= Poxytrin =

Fatty acid isomers that inhibit platelet activity

Poxytrins or dihydroxy-E,Z,E-polyunsaturated fatty acids (dihydroxy-E,Z,E-PUFAs) are PUFA metabolites that possess two hydroxyl residues and three in-series conjugated double bonds in an E,Z,E cis–trans configuration. Poxytrins have platelet-inhibiting properties that are not found in isomers with three conjugated double bonds presenting in a different geometry. The unique E,Z,E configuration in poxytrins may prove to be relevant in treating human conditions and diseases that involve pathological platelet activation.

==Types==
Poxytrins are metabolites of docosahexaenoic acid (DHA), arachidonic acid (AA), and α-linolenic acid (ALA). Poxytrins derived from AA are termed linotrins.

| Trivial name | Formula | Precursor |
|---|---|---|
| protectin DX (PDX) | 10R,17S-dihydroxy-4Z,7Z,11E,13Z,15E,19Z-docosahexaenoic acid | DHA |
| 10R,17S-diHDHA | 10R,17S-dihydroxy-4Z,7Z,11E,13Z,15E,19Z-docosahexaenoic acid | DHA |
| 10S,17S-diHDHA | 10S,17S-dihydroxy-4Z,7Z,11E,13Z,15E,19Z-docosahexaenoic acid | DHA |
| 7-epi-MaR1 | 7S,14S-dihydroxy-4Z,8E,10Z,12E,16Z,19Z-docosahexaenoic acid | DHA |
| 8S,15S-diHETE | 8S,15S-dihydroxy-5Z,9E,11Z,13E-eicosatetraenoic acid | AA |
| linotrin-1 | 9R,16S-dihydroxy-10E,12Z,14E-octadecatrienoic acid | ALA |
| linotrin-2 | 9S,16S-dihydroxy-10E,12Z,14E-octadecatrienoic acid | ALA |

=== PDX ===
Protectin DX (PDX) is perhaps the most prominent poxytrin. It is not to be confused with its isomer protectin D1 (PD1). PD1 is structurally identical to PDX except that its three conjugated double bonds 11E,13E,15Z have the E,E,Z configuration. PDX and PD1 both possess potent specialized pro-resolving mediator (SPM) anti-inflammatory activity, but only PDX inhibits human platelet aggregation responses. PDX's anti-platelet activity is shared with various other dihydroxy-E,Z,E-PUFAs, but not with dihydroxy-PUFAs that have an E,E,E or E,E,Z configuration.

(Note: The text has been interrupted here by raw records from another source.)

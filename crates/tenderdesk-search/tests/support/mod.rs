//! Mock tender backend for testing
//!
//! Provides a configurable `TenderApi` implementation with per-region
//! latency, failure switches and request recording.

#![allow(dead_code)]

use async_trait::async_trait;
use parking_lot::Mutex;
use std::collections::{HashMap, HashSet};
use std::sync::atomic::{AtomicU32, Ordering};
use std::time::Duration;
use tenderdesk_core::{
    BulkPredictionRequest, Error, FilterOptions, PredictionRecord, Result, SearchRequest,
    TenderApi, TenderSummary,
};

/// A configurable mock backend
pub struct MockTenderApi {
    latency: Option<Duration>,
    region_latency: HashMap<String, Duration>,
    fail_search: bool,
    failing_regions: HashSet<String>,
    fail_options: bool,
    options: FilterOptions,
    requests: Mutex<Vec<SearchRequest>>,
    call_count: AtomicU32,
    completed_count: AtomicU32,
}

impl MockTenderApi {
    pub fn new() -> Self {
        Self {
            latency: None,
            region_latency: HashMap::new(),
            fail_search: false,
            failing_regions: HashSet::new(),
            fail_options: false,
            options: FilterOptions::default(),
            requests: Mutex::new(Vec::new()),
            call_count: AtomicU32::new(0),
            completed_count: AtomicU32::new(0),
        }
    }

    /// Latency applied to every search
    pub fn with_latency(mut self, latency: Duration) -> Self {
        self.latency = Some(latency);
        self
    }

    /// Latency for searches filtered to one region
    pub fn with_region_latency(mut self, region: &str, latency: Duration) -> Self {
        self.region_latency.insert(region.to_string(), latency);
        self
    }

    pub fn with_options(mut self, options: FilterOptions) -> Self {
        self.options = options;
        self
    }

    pub fn failing_search(mut self) -> Self {
        self.fail_search = true;
        self
    }

    /// Fail only searches filtered to one region
    pub fn failing_region(mut self, region: &str) -> Self {
        self.failing_regions.insert(region.to_string());
        self
    }

    pub fn failing_options(mut self) -> Self {
        self.fail_options = true;
        self
    }

    /// Number of searches started
    pub fn call_count(&self) -> u32 {
        self.call_count.load(Ordering::Relaxed)
    }

    /// Number of searches that ran to completion
    pub fn completed_count(&self) -> u32 {
        self.completed_count.load(Ordering::Relaxed)
    }

    pub fn requests(&self) -> Vec<SearchRequest> {
        self.requests.lock().clone()
    }
}

impl Default for MockTenderApi {
    fn default() -> Self {
        Self::new()
    }
}

#[async_trait]
impl TenderApi for MockTenderApi {
    async fn search_tenders(&self, request: &SearchRequest) -> Result<Vec<TenderSummary>> {
        self.call_count.fetch_add(1, Ordering::Relaxed);
        self.requests.lock().push(request.clone());

        let region = request.prefecture.clone().unwrap_or_default();
        let latency = self.region_latency.get(&region).copied().or(self.latency);
        if let Some(latency) = latency {
            tokio::time::sleep(latency).await;
        }
        self.completed_count.fetch_add(1, Ordering::Relaxed);

        if self.fail_search {
            return Err(Error::Remote {
                status: 500,
                detail: "internal server error".to_string(),
            });
        }
        if self.failing_regions.contains(&region) {
            return Err(Error::Timeout);
        }

        // Echo the region so tests can tell which request was applied
        let mut tender = TenderSummary::new(format!("T-{}", region), "Tender");
        tender.prefecture = region;
        Ok(vec![tender])
    }

    async fn filter_options(&self) -> Result<FilterOptions> {
        if self.fail_options {
            return Err(Error::transport("connection refused"));
        }
        Ok(self.options.clone())
    }

    async fn predict_single(
        &self,
        tender_id: &str,
        _bid_amount: u64,
        _company_name: &str,
    ) -> Result<PredictionRecord> {
        Ok(PredictionRecord::new(tender_id, "C", 0.5))
    }

    async fn predict_bulk(&self, _request: &BulkPredictionRequest) -> Result<Vec<PredictionRecord>> {
        Ok(Vec::new())
    }
}
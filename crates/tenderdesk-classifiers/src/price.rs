//! Bid-amount classification against a tender's floor and ceiling

use crate::classifier::{PriceAssessment, PriceCategory};
use crate::config::ThresholdConfig;
use crate::format::{format_grouped, format_large_unit};
use tenderdesk_core::TenderSummary;
use tracing::trace;

/// Classifies candidate bid amounts
///
/// Rules are evaluated in order and the first match wins:
/// 1. `amount < floor` → Disqualifying
/// 2. `amount < floor × (1 + floor_margin)` → CautionLow
/// 3. `amount > ceiling` → OverCeiling
/// 4. `amount > ceiling × (1 − ceiling_margin)` → CautionHigh
/// 5. otherwise → Nominal
///
/// A rule whose bound is absent is skipped.
#[derive(Debug, Clone, Default)]
pub struct PriceClassifier {
    config: ThresholdConfig,
}

impl PriceClassifier {
    pub fn new(config: ThresholdConfig) -> Self {
        Self { config }
    }

    pub fn config(&self) -> &ThresholdConfig {
        &self.config
    }

    /// Classify `amount`; `None` means there is nothing to assess
    pub fn classify(
        &self,
        amount: Option<u64>,
        floor: Option<u64>,
        ceiling: Option<u64>,
    ) -> Option<PriceAssessment> {
        let amount = amount?;
        let category = self.category(amount, floor, ceiling);
        trace!(amount, ?floor, ?ceiling, category = category.label(), "classified bid amount");

        Some(PriceAssessment {
            amount,
            category,
            grouped: format_grouped(amount),
            large_unit: format_large_unit(amount),
        })
    }

    /// Classify a bid against a tender's own price bounds
    pub fn classify_for(&self, amount: Option<u64>, tender: &TenderSummary) -> Option<PriceAssessment> {
        self.classify(amount, tender.minimum_price, tender.estimated_price)
    }

    fn category(&self, amount: u64, floor: Option<u64>, ceiling: Option<u64>) -> PriceCategory {
        let value = amount as f64;

        if let Some(floor) = floor {
            if amount < floor {
                return PriceCategory::Disqualifying;
            }
            if value < floor as f64 * (1.0 + self.config.floor_margin) {
                return PriceCategory::CautionLow;
            }
        }

        if let Some(ceiling) = ceiling {
            if amount > ceiling {
                return PriceCategory::OverCeiling;
            }
            if value > ceiling as f64 * (1.0 - self.config.ceiling_margin) {
                return PriceCategory::CautionHigh;
            }
        }

        PriceCategory::Nominal
    }

    /// Starting amount for a tender, see [`suggested_bid`]
    pub fn suggested_bid(&self, tender: &TenderSummary) -> Option<u64> {
        suggested_bid(tender, self.config.default_bid_ratio)
    }

    /// Stepper bounded below by the tender's floor (zero when unknown) and
    /// above by its ceiling
    pub fn stepper_for(&self, tender: &TenderSummary) -> PriceStepper {
        PriceStepper::new(self.config.step)
            .with_min(tender.minimum_price.unwrap_or(0))
            .with_max(tender.estimated_price)
    }
}

/// Starting bid for a tender: its minimum price when known, otherwise
/// `floor(estimated_price × ratio)`.
pub fn suggested_bid(tender: &TenderSummary, ratio: f64) -> Option<u64> {
    if let Some(minimum) = tender.minimum_price {
        return Some(minimum);
    }
    tender
        .estimated_price
        .map(|estimated| (estimated as f64 * ratio).floor() as u64)
}

/// Fixed-step increment/decrement for the amount field
#[derive(Debug, Clone, Copy, PartialEq, Eq)]
pub struct PriceStepper {
    step: u64,
    min: u64,
    max: Option<u64>,
}

impl PriceStepper {
    pub fn new(step: u64) -> Self {
        Self {
            step,
            min: 0,
            max: None,
        }
    }

    pub fn with_min(mut self, min: u64) -> Self {
        self.min = min;
        self
    }

    pub fn with_max(mut self, max: Option<u64>) -> Self {
        self.max = max;
        self
    }

    /// Add one step; an empty field starts from `min`. The amount is left
    /// unchanged when the step would pass `max`.
    pub fn increment(&self, amount: Option<u64>) -> u64 {
        let current = amount.unwrap_or(self.min);
        match current.checked_add(self.step) {
            Some(next) if self.max.map_or(true, |max| next <= max) => next,
            _ => current,
        }
    }

    /// Subtract one step, clamped at `min`
    pub fn decrement(&self, amount: Option<u64>) -> u64 {
        let current = amount.unwrap_or(self.min);
        current.saturating_sub(self.step).max(self.min)
    }
}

Cells make PDX by metabolizing DHA by double oxygenation with a 15-lipoxygenase to form the 10R,17S-hydroxperoxy intermediate which is reduced to its 10R,17S-hydroxyl product, PDX, probably by cytosolic glutathione peroxidase 1 (GPX1). Serial metabolism by two different lipoxygenases or by a lipoxygenase and a cytochrome P45 on a 1Z,4Z,7Z-PUFA may also make a 1,7-dihydroxy 2E,4Z,6E product.

=== Other poxytrins ===
- 10R,17S-diHDHA is the 10R diastereomer of PDX, with the 10R hydroxyl residue being formed by aspirin-treated COX-2 or a cytochrome P450.
- 8S,15S-diHETE has been observed in guinea pig tissues, probably made through double oxygenation of AA by a 15-lipoxygenase (probably ALOX15) or serial metabolism by two enzymes.
- 10S,17S-diHDHA is the 13Z cis–trans isomer of 10-epi-protectin D (which has a 13E double bond instead). 10S,17S-diHDHA is formed in vitro by stimulated human leukocytes and possesses SPM anti-inflammatory activity.
- 7-epi-MaR1 is a maresin isomer1, and likewise possesses SPM activity.

=== Linotrins ===
Linotrin-1 and linotrin-2 are among the four isomeric metabolites produced by incubating ALA with ALOX15B. The extent to which the linotrins form in cells or in vitro is not clear.

== Activity ==
Stimulating agents such as collagen depend on platelets to make and release
thromboxane A_{2} (TXA_{2}) to mediate and/or enhance their aggregating activity. 10R,17S-diHDHA, and PDX to a slightly lesser degree, inhibit the human platelet aggregation response to collagen at ≥ 100–200 nanomolar concentrations. This appears to reflect the ability of poxytrins to inhibit the activities of COX-1 and COX-2, thereby blocking the production of TXA_{2} and thus interfering with the activation of the thromboxane receptor by TXA_{2}. The linotrins appear to use a similar mechanism, and to have similar or slightly lower potencies. However, the linotrins are 20- to 100-fold stronger in inhibiting human platelet aggregation compared to 5-HETE and 12-HETE, two mono-hydroxyl-containing eicosanoids that contain an E,Z conjugated double bond configuration. Other biologically-active poxytrins have yet to be tested for, but are projected to possess anti-platelet activity.